Working with the InciComm team, fire station representatives input a slew of information into the app: resources (like fire and ladder trucks and ambulances), personnel, and benchmarks they’d like to hit at every single call. When a call comes in and firefighters arrive on-scene, the incident commander can pull up a touch-screen with all this data. A single touch from a finger or stylus allows the IC to move a resource into an assignment (i.e. Engine 3 to a certain location). Fire teams can be shifted as a scene escalates or scales down. Preset “attack” or “defensive” plans will move resources into new locations, all at the click of a single button.

When Peoples’ availability changed, Thompson and Evans began working with seasoned software pro Tim Wolf, who spent years working with Blackbaud and Boomtown!, two other local software companies. With Wolf, they found their man. “With this startup,” says Wolf, “I really felt like I could make the world a better place.” He took a leap of faith joining InciComm, and he hasn’t looked back since.

 Of course, a simple web app will never be enough, no matter how simple and user-friendly. For a tool such as InciComm to reach maximum effectiveness, they need a reliable network to share data across tablets. They need tablets that can withstand the trauma of a chaotic fire scene. They need reliability above all.

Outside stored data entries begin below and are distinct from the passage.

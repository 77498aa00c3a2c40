//! Project configuration
//!
//! `lith` is driven by a `lith.toml` at the project root describing the
//! vendored library, the extension module it backs, and optional toolchain
//! overrides. Everything beyond the library and extension identity has a
//! default, so a minimal file is four lines.
//!
//! ```toml
//! [library]
//! name = "cfitsio"
//! version = "4.4.0"
//!
//! [extension]
//! name = "fitsio_wrap"
//! sources = ["ext/fitsio_wrap.c"]
//! ```

use crate::features::FeatureProbe;
use crate::toolchain::ToolchainOverrides;
use crate::{env_vars, paths};
use anyhow::{Context, Result};
use serde::{Deserialize, Serialize};
use std::fs;
use std::path::{Path, PathBuf};

/// Default configuration file name
pub const CONFIG_FILE: &str = "lith.toml";

/// Top-level project configuration
#[derive(Debug, Clone, Default, Deserialize, Serialize)]
#[serde(default, rename_all = "kebab-case")]
pub struct Config {
    /// The vendored library to build and link
    pub library: LibraryConfig,
    /// Build-tree and mode settings
    pub build: BuildConfig,
    /// The extension module this build ultimately produces
    pub extension: ExtensionConfig,
    /// Toolchain overrides (priority over the environment)
    pub toolchain: ToolchainOverrides,
}

/// `[library]`: identity and configure behavior of the vendored library
#[derive(Debug, Clone, Deserialize, Serialize)]
#[serde(default, rename_all = "kebab-case")]
pub struct LibraryConfig {
    /// Library name (e.g., "cfitsio")
    pub name: String,
    /// Vendored version string, used in paths and error messages
    pub version: String,
    /// Source tree location; defaults to `vendor/<name>-<version>`
    pub source_dir: Option<PathBuf>,
    /// Arguments for the vendored configure script
    pub configure_args: Vec<String>,
    /// Optional-feature probes run against the generated Makefile
    pub probe: Vec<FeatureProbe>,
    /// Link flag for system-library mode; defaults to `-l<name>`
    pub system_link: Option<String>,
}

impl Default for LibraryConfig {
    fn default() -> Self {
        Self {
            name: String::new(),
            version: String::new(),
            source_dir: None,
            configure_args: vec!["--with-bzip2".to_string()],
            probe: vec![FeatureProbe::bzip2()],
            system_link: None,
        }
    }
}

/// `[build]`: build-tree location and mode switches
#[derive(Debug, Clone, Deserialize, Serialize)]
#[serde(default, rename_all = "kebab-case")]
pub struct BuildConfig {
    /// Build root; staged source lives at `<dir>/<name>-<version>`
    pub dir: PathBuf,
    /// Link against a system-installed copy instead of building the
    /// vendored one
    pub use_system_library: bool,
    /// Override for the stale-binary invalidation glob
    pub stale_pattern: Option<String>,
}

impl Default for BuildConfig {
    fn default() -> Self {
        Self {
            dir: PathBuf::from("build"),
            use_system_library: false,
            stale_pattern: None,
        }
    }
}

/// `[extension]`: the extension module handed to the host compiler
#[derive(Debug, Clone, Default, Deserialize, Serialize)]
#[serde(default, rename_all = "kebab-case")]
pub struct ExtensionConfig {
    /// Extension module name (the linked binary is `<name>.so`)
    pub name: String,
    /// C source files of the extension module
    pub sources: Vec<PathBuf>,
    /// Where the linked binary lands; defaults to `<build.dir>/ext`
    pub output_dir: Option<PathBuf>,
}

impl Config {
    /// Load configuration from `path`, or `lith.toml` in the current
    /// directory.
    ///
    /// # Errors
    ///
    /// Returns an error if the file is missing, fails to parse, or omits the
    /// library/extension identity.
    pub fn load(path: Option<&Path>) -> Result<Self> {
        let path = path.unwrap_or_else(|| Path::new(CONFIG_FILE));

        let contents = fs::read_to_string(path)
            .with_context(|| format!("failed to read {} (run lith at the project root)", path.display()))?;

        let config: Self = toml::from_str(&contents)
            .with_context(|| format!("failed to parse {}", path.display()))?;

        config.validate()?;
        Ok(config)
    }

    /// Check that the fields without usable defaults are present.
    pub fn validate(&self) -> Result<()> {
        anyhow::ensure!(!self.library.name.is_empty(), "library.name is required");
        anyhow::ensure!(
            !self.library.version.is_empty(),
            "library.version is required"
        );
        anyhow::ensure!(!self.extension.name.is_empty(), "extension.name is required");
        anyhow::ensure!(
            !self.extension.sources.is_empty(),
            "extension.sources must list at least one C source file"
        );
        Ok(())
    }

    /// Whether this invocation links the system library instead of building
    /// the vendored one. The `LITH_USE_SYSTEM_LIB` environment variable
    /// forces system mode without editing the file.
    #[must_use]
    pub fn use_system_library(&self) -> bool {
        self.build.use_system_library || env_vars::use_system_library()
    }

    /// Vendored source tree location.
    #[must_use]
    pub fn source_dir(&self) -> PathBuf {
        self.library.source_dir.clone().unwrap_or_else(|| {
            paths::vendored_source_dir(&self.library.name, &self.library.version)
        })
    }

    /// Staged build directory for the vendored library.
    #[must_use]
    pub fn staged_dir(&self) -> PathBuf {
        paths::staged_dir(&self.build.dir, &self.library.name, &self.library.version)
    }

    /// Output directory for the linked extension binary.
    #[must_use]
    pub fn extension_output_dir(&self) -> PathBuf {
        self.extension
            .output_dir
            .clone()
            .unwrap_or_else(|| paths::extension_output_dir(&self.build.dir))
    }

    /// Glob matching previously linked extension binaries to invalidate.
    #[must_use]
    pub fn stale_pattern(&self) -> String {
        self.build.stale_pattern.clone().unwrap_or_else(|| {
            paths::default_stale_pattern(&self.extension_output_dir(), &self.extension.name)
        })
    }

    /// Link flag applied in system-library mode.
    #[must_use]
    pub fn system_link_flag(&self) -> String {
        self.library
            .system_link
            .clone()
            .unwrap_or_else(|| format!("-l{}", self.library.name))
    }
}

#[cfg(test)]
mod tests {
    use super::*;

    fn minimal() -> Config {
        toml::from_str(
            r#"
            [library]
            name = "cfitsio"
            version = "4.4.0"

            [extension]
            name = "fitsio_wrap"
            sources = ["ext/fitsio_wrap.c"]
            "#,
        )
        .unwrap()
    }

    #[test]
    fn minimal_config_gets_full_defaults() {
        let config = minimal();
        config.validate().unwrap();

        assert_eq!(config.source_dir(), Path::new("vendor/cfitsio-4.4.0"));
        assert_eq!(config.staged_dir(), Path::new("build/cfitsio-4.4.0"));
        assert_eq!(config.library.configure_args, vec!["--with-bzip2"]);
        assert_eq!(config.library.probe.len(), 1);
        assert_eq!(config.system_link_flag(), "-lcfitsio");
        assert_eq!(config.stale_pattern(), "build/ext/fitsio_wrap*.so*");
        assert!(!config.build.use_system_library);
    }

    #[test]
    fn overrides_replace_defaults() {
        let config: Config = toml::from_str(
            r#"
            [library]
            name = "cfitsio"
            version = "4.4.0"
            source-dir = "third_party/cfitsio"
            configure-args = []
            system-link = "-lcfitsio_custom"

            [build]
            dir = "out"
            use-system-library = true
            stale-pattern = "out/**/*.so"

            [extension]
            name = "fitsio_wrap"
            sources = ["ext/a.c", "ext/b.c"]

            [toolchain]
            cc = "clang -fuse-ld=lld"
            "#,
        )
        .unwrap();

        assert_eq!(config.source_dir(), Path::new("third_party/cfitsio"));
        assert_eq!(config.staged_dir(), Path::new("out/cfitsio-4.4.0"));
        assert!(config.library.configure_args.is_empty());
        assert_eq!(config.system_link_flag(), "-lcfitsio_custom");
        assert_eq!(config.stale_pattern(), "out/**/*.so");
        assert!(config.use_system_library());
        assert_eq!(config.toolchain.cc.as_deref(), Some("clang -fuse-ld=lld"));
    }

    #[test]
    fn validation_requires_identity_fields() {
        let config: Config = toml::from_str("").unwrap();

        assert!(config.validate().is_err());
    }

    #[test]
    fn custom_probes_parse() {
        let config: Config = toml::from_str(
            r#"
            [library]
            name = "cfitsio"
            version = "4.4.0"

            [[library.probe]]
            feature = "curl"
            marker = "-DCFITSIO_HAVE_CURL=1"
            link = "curl"

            [extension]
            name = "fitsio_wrap"
            sources = ["ext/fitsio_wrap.c"]
            "#,
        )
        .unwrap();

        assert_eq!(config.library.probe.len(), 1);
        assert_eq!(config.library.probe[0].feature, "curl");
        assert_eq!(config.library.probe[0].link.as_deref(), Some("curl"));
    }
}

To address these concerns, InciComm is partnering with major national companies to build in redundancies to add to reliability. There’s talk of putting antennae on trucks to emit their own data signals. There’s talk of offering rough-and-tumble tablets that can withstand the heat of a fire. “Conditions on scene can deteriorate rapidly,” says Wolf. “Things can go textbook perfect and things cannot. They can pivot very quickly so I want to make it super-easy for the incident commander.”

He adds, “It’s just like having a really great baseball bat made. In my hands, it doesn’t matter, but in a slugger’s hands it’s amazing.”